The stakes are enormous. For years, companies have been talking about the importance of digital transformation, but it took a pandemic (and its attendant lockdowns) to create an urgent need for it. By last year, almost four companies in ten were deploying AI, with global investment in it ballooning to more than $325 billion. But whether a firm wants smarter ways to improve supply chains or chatbots that can better understand customers, this ever-advancing technology will need to grow a lot more, experts say. At the root of every AI application is an algorithm that analyzes masses of data. “If the data is biased, then the AI is biased,” says Roshni Raveendhran, a professor at the University of Virginia Darden School of Business.
She cites one example: many AI models use ZIP code data to make credit decisions. These ZIP codes are associated with specific demographic profiles, such as income, wealth, and the likelihood of the borrower defaulting. But the credit profile of the average person in a ZIP code may not tell us much about a specific individual’s creditworthiness. Put simply, an AI credit model based on ZIP codes may be biased—it may automatically consider anyone living in certain areas to be a risky prospect. “You may be already red-flagged as a potential defaulter,” says Raveendhran.
Infamously, the artificial intelligence used in driverless cars has had trouble deciphering—or at least deciphering fast enough—whether an unknown object is another car, a bike, or a human, leading to serious accidents over the years.
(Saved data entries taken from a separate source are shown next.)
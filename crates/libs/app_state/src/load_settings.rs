use crate::{AppSettings, RawSettings};
use color_eyre::eyre::Result;
use std::fs;
use std::path::Path;
use tracing::info;

/// Loads `config/settings.yaml`, layered with `APP__*` environment variables.
pub fn load_app_settings() -> Result<AppSettings> {
    // Need to load from dotenv to get it to overwrite the db url from env.
    dotenv::from_path(".env").ok();
    load_settings_from_path(Path::new("config/settings.yaml"), true)
}

/// Loads settings from a specific yaml file. Environment overrides are optional so tests
/// can pin their configuration.
pub fn load_settings_from_path(path: &Path, with_env: bool) -> Result<AppSettings> {
    let config_path = path.canonicalize()?;
    info!("Loading settings from {}", config_path.display());

    let mut builder = config::Config::builder().add_source(config::File::from(config_path));
    if with_env {
        builder = builder.add_source(
            config::Environment::with_prefix("APP")
                .separator("__")
                .try_parsing(true),
        );
    }

    let raw_settings = builder.build()?.try_deserialize::<RawSettings>()?;
    let settings = AppSettings::try_from(raw_settings)?;

    fs::create_dir_all(&settings.storage.media_root)?;

    Ok(settings)
}

#[cfg(test)]
mod tests {
    use super::*;
    use crate::EmailTransportSettings;

    #[test]
    fn loads_yaml_and_resolves_media_root() -> Result<()> {
        let dir = tempfile::tempdir()?;
        let media_root = dir.path().join("media");
        let yaml = include_str!("../../../../config/settings.yaml").replace(
            "media_root: ./media",
            &format!("media_root: {}", media_root.display()),
        );
        let path = dir.path().join("settings.yaml");
        fs::write(&path, yaml)?;

        let settings = load_settings_from_path(&path, false)?;

        assert!(settings.storage.media_root.is_absolute());
        assert!(media_root.exists());
        assert_eq!(settings.thumbnails.max_side, 300);
        assert_eq!(settings.thumbnails.jpeg_quality, 85);
        assert_eq!(settings.albums.access_code_max_attempts, 10_000);
        assert_eq!(settings.notifications.email_max_retries, 3);
        assert_eq!(settings.notifications.transport, EmailTransportSettings::Log);
        Ok(())
    }
}
pub mod error;
pub mod interfaces;
pub mod service;
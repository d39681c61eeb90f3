pub mod album;
pub mod app_user;
pub mod event_type;
pub mod interaction;
pub mod notification;
pub mod notification_template;
pub mod upload;
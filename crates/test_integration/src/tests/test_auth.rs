use crate::runner::context::test_context::TestContext;
use crate::test_constants::{OWNER_EMAIL, OWNER_ID, OWNER_NAME};
use crate::test_helpers::{admin_token, owner_token};
use color_eyre::Result;
use common_services::database::app_user::UserRole;
use common_services::database::user_store::UserStore;
use reqwest::StatusCode;
use serde_json::Value;

pub async fn test_missing_token(context: &TestContext) -> Result<()> {
    // ACT
    let no_token = context
        .http_client
        .get(context.url("/auth/me"))
        .send()
        .await?;
    let bad_token = context
        .http_client
        .get(context.url("/albums"))
        .bearer_auth("not-a-jwt")
        .send()
        .await?;

    // ASSERT
    assert_eq!(no_token.status(), StatusCode::UNAUTHORIZED);
    assert_eq!(bad_token.status(), StatusCode::UNAUTHORIZED);

    Ok(())
}

pub async fn test_me(context: &TestContext) -> Result<()> {
    // ARRANGE
    let token = owner_token(context)?;

    // ACT
    let response = context
        .http_client
        .get(context.url("/auth/me"))
        .bearer_auth(&token)
        .send()
        .await?;

    // ASSERT
    assert_eq!(response.status(), StatusCode::OK);
    let me: Value = response.json().await?;
    assert_eq!(me["id"], OWNER_ID);
    assert_eq!(me["email"], OWNER_EMAIL);
    assert_eq!(me["name"], OWNER_NAME);

    let stored = UserStore::find_by_email(&context.pool, OWNER_EMAIL)
        .await?
        .expect("token user is mirrored locally");
    assert_eq!(stored.id, OWNER_ID);
    assert_eq!(stored.role, UserRole::User);

    Ok(())
}

pub async fn test_admin_routes_require_admin(context: &TestContext) -> Result<()> {
    // ARRANGE
    let url = context.url("/notifications/emails");

    // ACT
    let as_user = context
        .http_client
        .get(&url)
        .bearer_auth(owner_token(context)?)
        .send()
        .await?;
    let as_admin = context
        .http_client
        .get(&url)
        .bearer_auth(admin_token(context)?)
        .send()
        .await?;

    // ASSERT
    assert_eq!(as_user.status(), StatusCode::FORBIDDEN);
    assert_eq!(as_admin.status(), StatusCode::OK);

    Ok(())
}
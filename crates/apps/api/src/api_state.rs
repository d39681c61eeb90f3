use app_state::AppSettings;
use axum::extract::FromRef;
use common_services::api::notification::email::EmailDispatcher;
use common_services::blob_store::BlobStore;
use sqlx::SqlitePool;
use std::sync::Arc;

#[derive(Clone)]
pub struct ApiContext {
    pub pool: SqlitePool,
    pub settings: AppSettings,
    pub blobs: Arc<dyn BlobStore>,
    pub mailer: EmailDispatcher,
}

// Lets extractors and middleware pull out just the part of the state they need.
impl FromRef<ApiContext> for SqlitePool {
    fn from_ref(state: &ApiContext) -> Self {
        state.pool.clone()
    }
}

impl FromRef<ApiContext> for AppSettings {
    fn from_ref(state: &ApiContext) -> Self {
        state.settings.clone()
    }
}

impl FromRef<ApiContext> for EmailDispatcher {
    fn from_ref(state: &ApiContext) -> Self {
        state.mailer.clone()
    }
}
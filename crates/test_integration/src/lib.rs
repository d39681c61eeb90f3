#![allow(
    clippy::missing_errors_doc,
    clippy::missing_panics_doc,
    clippy::cast_precision_loss,
    clippy::cast_possible_wrap
)]

#[cfg(test)]
pub mod runner;
#[cfg(test)]
pub mod test_constants;
#[cfg(test)]
pub mod test_helpers;
#[cfg(test)]
pub mod tests;

#[cfg(test)]
mod test_runner {
    use crate::runner::context::test_context::TestContext;
    use crate::runner::orchestration_utils::setup_tracing_and_panic_handling;
    use crate::tests::test_album::{
        test_album_collaborators, test_album_lifecycle, test_public_album_view,
    };
    use crate::tests::test_auth::{test_admin_routes_require_admin, test_me, test_missing_token};
    use crate::tests::test_interaction::{
        test_bulk_moderation, test_comments, test_likes, test_reports,
    };
    use crate::tests::test_notification::{
        test_admin_notification_and_emails, test_notification_templates, test_preferences,
        test_upload_notifications,
    };
    use crate::tests::test_root::{test_health_endpoint, test_openapi_document};
    use crate::tests::test_upload::{
        test_guest_upload, test_rejected_upload, test_upload_download, test_upload_management,
    };
    use crate::{execute_suite, run_test};
    use color_eyre::Result;
    use colored::*;
    use std::time::Instant;

    #[tokio::test]
    async fn integration_suite() -> Result<()> {
        setup_tracing_and_panic_handling();
        let context = TestContext::new().await?;

        execute_suite!(
            &context,
            [
                // -- Root --
                test_health_endpoint,
                test_openapi_document,
                // -- Auth --
                test_missing_token,
                test_me,
                test_admin_routes_require_admin,
                // -- Albums --
                test_album_lifecycle,
                test_public_album_view,
                test_album_collaborators,
                // -- Uploads --
                test_guest_upload,
                test_rejected_upload,
                test_upload_management,
                test_upload_download,
                // -- Interactions --
                test_likes,
                test_comments,
                test_reports,
                test_bulk_moderation,
                // -- Notifications --
                test_upload_notifications,
                test_preferences,
                test_admin_notification_and_emails,
                test_notification_templates,
            ]
        );

        Ok(())
    }
}
use argon2::password_hash::SaltString;
use argon2::password_hash::rand_core::OsRng;
use argon2::{Argon2, PasswordHash, PasswordHasher, PasswordVerifier};

/// Verify a password against a given hash.
/// # Errors
///
/// * `PasswordHash::new` can return an error if the hash string is invalid.
pub fn verify_password(password: &[u8], hash: &str) -> color_eyre::Result<bool> {
    let parsed_hash = PasswordHash::new(hash)?;
    let verified = Argon2::default()
        .verify_password(password, &parsed_hash)
        .is_ok();
    Ok(verified)
}

/// Hash a password using Argon2.
/// # Errors
///
/// * `Argon2::hash_password` can return an error if the password hashing fails.
pub fn hash_password(password: &[u8]) -> color_eyre::Result<String> {
    let argon2 = Argon2::default();
    let salt = SaltString::generate(&mut OsRng);
    let password_hash = argon2.hash_password(password, &salt)?.to_string();
    Ok(password_hash)
}

#[cfg(test)]
mod tests {
    use super::*;

    #[test]
    fn hash_then_verify() {
        let hash = hash_password(b"open sesame").unwrap();
        assert!(verify_password(b"open sesame", &hash).unwrap());
        assert!(!verify_password(b"open barley", &hash).unwrap());
    }

    #[test]
    fn malformed_hash_is_an_error() {
        assert!(verify_password(b"x", "not-a-phc-string").is_err());
    }
}
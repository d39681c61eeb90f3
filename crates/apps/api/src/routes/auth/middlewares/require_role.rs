use axum::body::Body;
use axum::extract::State;
use axum::middleware::Next;
use axum::response::Response;
use common_services::api::auth::error::AuthError;
use common_services::database::app_user::{User, UserRole};
use http::Request;
use tracing::debug;

/// Gate for routes that need a platform role. Admins pass every gate.
///
/// Must run after [`super::user::ApiUser`] put the caller in the request extensions.
pub async fn require_role(
    State(required_role): State<UserRole>,
    req: Request<Body>,
    next: Next,
) -> Result<Response, AuthError> {
    let Some(user) = req.extensions().get::<User>() else {
        return Err(AuthError::UserNotFound);
    };

    if user.role != required_role && !user.is_admin() {
        return Err(AuthError::PermissionDenied {
            user_email: user.email.clone(),
            path: req.uri().path().to_owned(),
        });
    }

    debug!(user_id = user.id, role = %user.role, "Role check passed for {}", req.uri().path());
    Ok(next.run(req).await)
}
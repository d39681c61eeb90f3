use crate::api_state::ApiContext;
use axum::extract::{Path, Query, State};
use axum::http::StatusCode;
use axum::{Extension, Json};
use common_services::api::album::interfaces::AlbumIdParams;
use common_services::api::interaction::error::InteractionError;
use common_services::api::interaction::interfaces::{
    BulkModerateRequest, BulkModerateResponse, CreateCommentRequest, CreateReportRequest,
    ListReportsParams, ModerateUploadRequest, ReportIdParams, ToggleLikeResponse,
};
use common_services::api::interaction::service::{
    add_comment, bulk_moderate, list_comments, list_reports, moderate_upload, report_upload,
    resolve_report, toggle_like,
};
use common_services::api::upload::interfaces::{AlbumUploadParams, UploadIdParams};
use common_services::database::app_user::User;
use common_services::database::interaction::{UploadComment, UploadReport};
use common_services::database::upload::Upload;
use tracing::instrument;

/// Like an upload, or remove the like if the user already liked it.
#[utoipa::path(
    post,
    path = "/albums/{album_id}/uploads/{upload_id}/like",
    tag = "Interaction",
    params(AlbumUploadParams),
    responses(
        (status = 200, description = "The new like state.", body = ToggleLikeResponse),
        (status = 404, description = "Upload not found or not visible to the user."),
    ),
    security(("bearer_auth" = []))
)]
#[instrument(skip(context, user), fields(user_id = user.id))]
pub async fn toggle_like_handler(
    State(context): State<ApiContext>,
    Extension(user): Extension<User>,
    Path(params): Path<AlbumUploadParams>,
) -> Result<Json<ToggleLikeResponse>, InteractionError> {
    let response =
        toggle_like(&context.pool, &params.album_id, &params.upload_id, &user).await?;
    Ok(Json(response))
}

/// List the comments on an upload, oldest first.
#[utoipa::path(
    get,
    path = "/albums/{album_id}/uploads/{upload_id}/comments",
    tag = "Interaction",
    params(AlbumUploadParams),
    responses(
        (status = 200, description = "Comments on the upload.", body = Vec<UploadComment>),
        (status = 404, description = "Upload not found or not visible to the user."),
    ),
    security(("bearer_auth" = []))
)]
pub async fn list_comments_handler(
    State(context): State<ApiContext>,
    Extension(user): Extension<User>,
    Path(params): Path<AlbumUploadParams>,
) -> Result<Json<Vec<UploadComment>>, InteractionError> {
    let comments =
        list_comments(&context.pool, &params.album_id, &params.upload_id, &user).await?;
    Ok(Json(comments))
}

/// Comment on an upload, or reply to another comment on it.
#[utoipa::path(
    post,
    path = "/albums/{album_id}/uploads/{upload_id}/comments",
    tag = "Interaction",
    params(AlbumUploadParams),
    request_body = CreateCommentRequest,
    responses(
        (status = 201, description = "Comment created.", body = UploadComment),
        (status = 400, description = "Empty or too long comment, or an invalid parent."),
        (status = 403, description = "Comments are disabled on this album."),
        (status = 404, description = "Upload not found or not visible to the user."),
    ),
    security(("bearer_auth" = []))
)]
#[instrument(skip(context, user, payload), fields(user_id = user.id))]
pub async fn add_comment_handler(
    State(context): State<ApiContext>,
    Extension(user): Extension<User>,
    Path(params): Path<AlbumUploadParams>,
    Json(payload): Json<CreateCommentRequest>,
) -> Result<(StatusCode, Json<UploadComment>), InteractionError> {
    let comment = add_comment(
        &context.pool,
        &context.mailer,
        &params.album_id,
        &params.upload_id,
        &user,
        payload,
    )
    .await?;
    Ok((StatusCode::CREATED, Json(comment)))
}

/// Report an upload. Each user can report an upload once.
#[utoipa::path(
    post,
    path = "/albums/{album_id}/uploads/{upload_id}/report",
    tag = "Interaction",
    params(AlbumUploadParams),
    request_body = CreateReportRequest,
    responses(
        (status = 201, description = "Report filed.", body = UploadReport),
        (status = 404, description = "Upload not found or not visible to the user."),
        (status = 409, description = "The user already reported this upload."),
    ),
    security(("bearer_auth" = []))
)]
#[instrument(skip(context, user, payload), fields(user_id = user.id))]
pub async fn report_upload_handler(
    State(context): State<ApiContext>,
    Extension(user): Extension<User>,
    Path(params): Path<AlbumUploadParams>,
    Json(payload): Json<CreateReportRequest>,
) -> Result<(StatusCode, Json<UploadReport>), InteractionError> {
    let report = report_upload(
        &context.pool,
        &params.album_id,
        &params.upload_id,
        &user,
        &payload,
    )
    .await?;
    Ok((StatusCode::CREATED, Json(report)))
}

/// List the reports filed against an album's uploads. Moderators only.
#[utoipa::path(
    get,
    path = "/albums/{album_id}/reports",
    tag = "Interaction",
    params(AlbumIdParams, ListReportsParams),
    responses(
        (status = 200, description = "Reports, newest first.", body = Vec<UploadReport>),
        (status = 403, description = "The user does not moderate this album."),
        (status = 404, description = "Album not found or not visible to the user."),
    ),
    security(("bearer_auth" = []))
)]
pub async fn list_reports_handler(
    State(context): State<ApiContext>,
    Extension(user): Extension<User>,
    Path(params): Path<AlbumIdParams>,
    Query(query): Query<ListReportsParams>,
) -> Result<Json<Vec<UploadReport>>, InteractionError> {
    let reports = list_reports(
        &context.pool,
        &params.album_id,
        &user,
        query.include_resolved,
    )
    .await?;
    Ok(Json(reports))
}

/// Mark a report as handled.
#[utoipa::path(
    post,
    path = "/reports/{report_id}/resolve",
    tag = "Interaction",
    params(ReportIdParams),
    responses(
        (status = 200, description = "The resolved report.", body = UploadReport),
        (status = 403, description = "The user does not moderate the reported album."),
        (status = 404, description = "Report not found."),
    ),
    security(("bearer_auth" = []))
)]
#[instrument(skip(context, user), fields(user_id = user.id))]
pub async fn resolve_report_handler(
    State(context): State<ApiContext>,
    Extension(user): Extension<User>,
    Path(params): Path<ReportIdParams>,
) -> Result<Json<UploadReport>, InteractionError> {
    Ok(Json(
        resolve_report(&context.pool, params.report_id, &user).await?,
    ))
}

/// Approve or reject a single upload.
#[utoipa::path(
    post,
    path = "/uploads/{upload_id}/moderate",
    tag = "Interaction",
    params(UploadIdParams),
    request_body = ModerateUploadRequest,
    responses(
        (status = 200, description = "The moderated upload.", body = Upload),
        (status = 400, description = "The target status is not approved or rejected."),
        (status = 403, description = "The user does not moderate the upload's album."),
        (status = 404, description = "Upload not found."),
    ),
    security(("bearer_auth" = []))
)]
#[instrument(skip(context, user, payload), fields(user_id = user.id))]
pub async fn moderate_upload_handler(
    State(context): State<ApiContext>,
    Extension(user): Extension<User>,
    Path(params): Path<UploadIdParams>,
    Json(payload): Json<ModerateUploadRequest>,
) -> Result<Json<Upload>, InteractionError> {
    let upload = moderate_upload(&context.pool, &params.upload_id, &user, &payload).await?;
    Ok(Json(upload))
}

/// Approve, reject or delete many uploads of one album at once.
#[utoipa::path(
    post,
    path = "/albums/{album_id}/uploads/bulk-moderate",
    tag = "Interaction",
    params(AlbumIdParams),
    request_body = BulkModerateRequest,
    responses(
        (status = 200, description = "How many uploads were changed.", body = BulkModerateResponse),
        (status = 400, description = "No upload ids given."),
        (status = 403, description = "The user does not moderate this album."),
    ),
    security(("bearer_auth" = []))
)]
#[instrument(skip(context, user, payload), fields(user_id = user.id))]
pub async fn bulk_moderate_handler(
    State(context): State<ApiContext>,
    Extension(user): Extension<User>,
    Path(params): Path<AlbumIdParams>,
    Json(payload): Json<BulkModerateRequest>,
) -> Result<Json<BulkModerateResponse>, InteractionError> {
    let response = bulk_moderate(
        &context.pool,
        context.blobs.as_ref(),
        &params.album_id,
        &user,
        payload,
    )
    .await?;
    Ok(Json(response))
}
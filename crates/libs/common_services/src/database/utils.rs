use app_state::DatabaseSettings;
use sqlx::SqlitePool;
use sqlx::sqlite::{SqliteConnectOptions, SqliteJournalMode, SqlitePoolOptions};
use std::str::FromStr;
use std::time::Duration;
use tracing::info;

/// Run migrations and get a database connection pool.
/// # Errors
///
/// * `SqliteConnectOptions::from_str` can return an error if the database URL is malformed.
/// * `SqlitePoolOptions::connect_with` can return an error if the database connection fails.
/// * `sqlx::migrate` can return an error if migrations fail.
pub async fn get_db_pool(
    database_url: &str,
    db_settings: &DatabaseSettings,
) -> color_eyre::Result<SqlitePool> {
    info!("Connecting to database.");
    let options = SqliteConnectOptions::from_str(database_url)?
        .create_if_missing(true)
        .foreign_keys(true)
        .journal_mode(SqliteJournalMode::Wal)
        .busy_timeout(Duration::from_secs(db_settings.acquire_timeout));

    let pool = SqlitePoolOptions::new()
        .max_connections(db_settings.max_connections)
        .min_connections(db_settings.min_connections)
        .max_lifetime(Duration::from_secs(db_settings.max_lifetime))
        .idle_timeout(Duration::from_secs(db_settings.idle_timeout))
        .acquire_timeout(Duration::from_secs(db_settings.acquire_timeout))
        .connect_with(options)
        .await?;

    sqlx::migrate!("../../../migrations").run(&pool).await?;
    info!("Database migrations applied.");
    Ok(pool)
}
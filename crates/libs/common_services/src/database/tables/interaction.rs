use chrono::{DateTime, Utc};
use serde::{Deserialize, Serialize};
use sqlx::FromRow;
use utoipa::ToSchema;

/// A comment on an upload, joined with its author's name.
#[derive(Debug, Clone, Serialize, FromRow, ToSchema)]
#[serde(rename_all = "camelCase")]
pub struct UploadComment {
    pub id: i64,
    pub upload_id: String,
    pub author_id: i64,
    pub author_name: String,
    pub content: String,
    pub parent_id: Option<i64>,
    pub is_approved: bool,
    pub created_at: DateTime<Utc>,
    pub updated_at: DateTime<Utc>,
}

#[derive(Debug, Clone, Copy, Serialize, Deserialize, sqlx::Type, ToSchema, PartialEq, Eq)]
#[sqlx(rename_all = "lowercase")]
#[serde(rename_all = "lowercase")]
pub enum ReportReason {
    Inappropriate,
    Spam,
    Copyright,
    Harassment,
    Other,
}

#[derive(Debug, Clone, Serialize, FromRow, ToSchema)]
#[serde(rename_all = "camelCase")]
pub struct UploadReport {
    pub id: i64,
    pub upload_id: String,
    pub reporter_id: i64,
    pub reason: ReportReason,
    pub description: String,
    pub is_resolved: bool,
    pub resolved_by: Option<i64>,
    pub resolved_at: Option<DateTime<Utc>>,
    pub created_at: DateTime<Utc>,
}
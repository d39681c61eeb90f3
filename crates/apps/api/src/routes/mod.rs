pub mod album;
mod api_doc;
pub mod auth;
pub mod interaction;
pub mod notification;
pub mod root;
pub mod upload;

use crate::album::router::{album_protected_router, album_public_router};
use crate::api_state::ApiContext;
use crate::auth::middlewares::optional_user::OptionalUser;
use crate::auth::middlewares::require_role::require_role;
use crate::auth::middlewares::user::ApiUser;
use crate::auth::router::auth_protected_router;
use crate::interaction::router::interaction_protected_router;
use crate::notification::router::{notification_admin_router, notification_protected_router};
use crate::root::router::root_public_router;
use crate::routes::api_doc::ApiDoc;
use crate::upload::router::{upload_guest_router, upload_protected_router};
use axum::Router;
use axum::middleware::{from_extractor_with_state, from_fn_with_state};
use color_eyre::Result;
use common_services::database::app_user::UserRole;
use utoipa::OpenApi;
use utoipa_swagger_ui::SwaggerUi;

// --- Router Construction ---
pub fn create_router(api_state: ApiContext) -> Result<Router> {
    Ok(Router::new()
        .merge(SwaggerUi::new("/docs").url("/openapi.json", ApiDoc::openapi()))
        .merge(public_routes())
        .merge(auth_optional_routes(api_state.clone())?)
        .merge(protected_routes(api_state.clone()))
        .merge(admin_routes(api_state.clone()))
        .with_state(api_state))
}

fn public_routes() -> Router<ApiContext> {
    Router::new()
        .merge(root_public_router())
        .merge(album_public_router())
}

fn auth_optional_routes(api_state: ApiContext) -> Result<Router<ApiContext>> {
    Ok(Router::new()
        .merge(upload_guest_router(&api_state.settings)?)
        .route_layer(from_extractor_with_state::<OptionalUser, ApiContext>(
            api_state,
        )))
}

fn protected_routes(api_state: ApiContext) -> Router<ApiContext> {
    Router::new()
        .merge(auth_protected_router())
        .merge(album_protected_router())
        .merge(upload_protected_router())
        .merge(interaction_protected_router())
        .merge(notification_protected_router())
        .route_layer(from_extractor_with_state::<ApiUser, ApiContext>(api_state))
}

fn admin_routes(api_state: ApiContext) -> Router<ApiContext> {
    Router::new()
        .merge(notification_admin_router())
        .route_layer(from_fn_with_state(UserRole::Admin, require_role))
        .route_layer(from_extractor_with_state::<ApiUser, ApiContext>(api_state))
}
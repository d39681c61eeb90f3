#![allow(dead_code)]

use app_state::{AppSettings, load_settings_from_path};
use async_trait::async_trait;
use bytes::Bytes;
use chrono::Utc;
use color_eyre::Result;
use common_services::api::album::interfaces::CreateAlbumRequest;
use common_services::api::album::service::create_album;
use common_services::api::notification::email::EmailDispatcher;
use common_services::blob_store::LocalBlobStore;
use common_services::database::album::album::{Album, AlbumStatus};
use common_services::database::app_user::{User, UserRole};
use common_services::database::get_db_pool;
use common_services::database::user_store::UserStore;
use common_services::email_transport::{EmailTransport, EmailTransportError, OutgoingEmail};
use image::{DynamicImage, ImageFormat, RgbImage};
use sqlx::SqlitePool;
use std::io::Cursor;
use std::sync::atomic::{AtomicBool, Ordering};
use std::sync::{Arc, Mutex};
use tempfile::TempDir;

/// Remembers every email and fails on demand.
#[derive(Default)]
pub struct RecordingTransport {
    pub sent: Mutex<Vec<OutgoingEmail>>,
    pub failing: AtomicBool,
}

impl RecordingTransport {
    pub fn set_failing(&self, failing: bool) {
        self.failing.store(failing, Ordering::SeqCst);
    }

    pub fn sent_count(&self) -> usize {
        self.sent.lock().unwrap().len()
    }
}

#[async_trait]
impl EmailTransport for RecordingTransport {
    async fn send(&self, email: &OutgoingEmail) -> Result<(), EmailTransportError> {
        if self.failing.load(Ordering::SeqCst) {
            return Err(EmailTransportError::Rejected("mailbox unavailable".to_owned()));
        }
        self.sent.lock().unwrap().push(email.clone());
        Ok(())
    }
}

pub struct TestEnv {
    pub pool: SqlitePool,
    pub settings: AppSettings,
    pub blobs: LocalBlobStore,
    pub transport: Arc<RecordingTransport>,
    pub mailer: EmailDispatcher,
    _dir: TempDir,
}

impl TestEnv {
    pub async fn new() -> Result<Self> {
        let dir = tempfile::tempdir()?;
        let media_root = dir.path().join("media");
        let yaml = include_str!("../../../../../config/settings.yaml").replace(
            "media_root: ./media",
            &format!("media_root: {}", media_root.display()),
        );
        let settings_path = dir.path().join("settings.yaml");
        std::fs::write(&settings_path, yaml)?;
        let settings = load_settings_from_path(&settings_path, false)?;

        let database_url = format!("sqlite://{}", dir.path().join("test.db").display());
        let pool = get_db_pool(&database_url, &settings.database).await?;

        let transport = Arc::new(RecordingTransport::default());
        let mailer = EmailDispatcher::new(transport.clone(), &settings.notifications);

        Ok(Self {
            pool,
            blobs: LocalBlobStore::new(&settings.storage.media_root),
            settings,
            transport,
            mailer,
            _dir: dir,
        })
    }

    pub async fn user(&self, id: i64, name: &str) -> Result<User> {
        self.user_with_role(id, name, UserRole::User).await
    }

    pub async fn user_with_role(&self, id: i64, name: &str, role: UserRole) -> Result<User> {
        let email = format!("{}@example.com", name.to_lowercase());
        Ok(UserStore::upsert(&self.pool, id, &email, name, role, Utc::now()).await?)
    }

    /// An active album that accepts jpg and png up to 10 MB.
    pub async fn active_album(&self, owner: &User) -> Result<Album> {
        self.album_with(
            owner,
            CreateAlbumRequest {
                title: "Summer Wedding".to_owned(),
                status: Some(AlbumStatus::Active),
                allowed_file_types: Some(vec!["jpg".to_owned(), "png".to_owned()]),
                max_file_size_mb: Some(10),
                ..CreateAlbumRequest::default()
            },
        )
        .await
    }

    pub async fn album_with(&self, owner: &User, request: CreateAlbumRequest) -> Result<Album> {
        Ok(create_album(&self.pool, &self.settings, &self.blobs, owner, request).await?)
    }

    pub fn media_path(&self, key: &str) -> std::path::PathBuf {
        self.settings.storage.media_root.join(key)
    }
}

/// Encodes a solid-colour RGB image.
pub fn png_bytes(width: u32, height: u32) -> Bytes {
    let img = DynamicImage::ImageRgb8(RgbImage::from_pixel(width, height, image::Rgb([200, 80, 40])));
    let mut out = Cursor::new(Vec::new());
    img.write_to(&mut out, ImageFormat::Png).unwrap();
    Bytes::from(out.into_inner())
}

pub fn bytes_of_size(size: usize) -> Bytes {
    Bytes::from(vec![0xAB; size])
}

pub const MB: usize = 1_048_576;

/// Counts `upload_like` rows directly, bypassing the cached counter.
pub async fn like_rows(pool: &SqlitePool, upload_id: &str) -> Result<i64> {
    Ok(
        sqlx::query_scalar::<_, i64>("SELECT COUNT(*) FROM upload_like WHERE upload_id = ?1")
            .bind(upload_id)
            .fetch_one(pool)
            .await?,
    )
}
The good news: flawed algorithms can be corrected—by other humans, of course. People can audit computer programs with relative ease. “We can adjust the algorithms and make them fairer,” says Anton Korinek, a David M. Rubenstein Fellow at the Brookings Institution. “If we are smart, I really hope we will see quite a lot of progress in making things explicit that were implicit.” That applies to AI applications for recruiting as well, where many leading companies have combined AI selection processes with human discernment to assess the relative strengths of executives, says Brad Frank, senior client partner in Korn Ferry’s Technology practice.
“You will interact with algorithms from the moment you wake up until you go to sleep,” Korinek says. Which is all the more reason firms will be watching for the technology to increase its intelligence even more in 2022.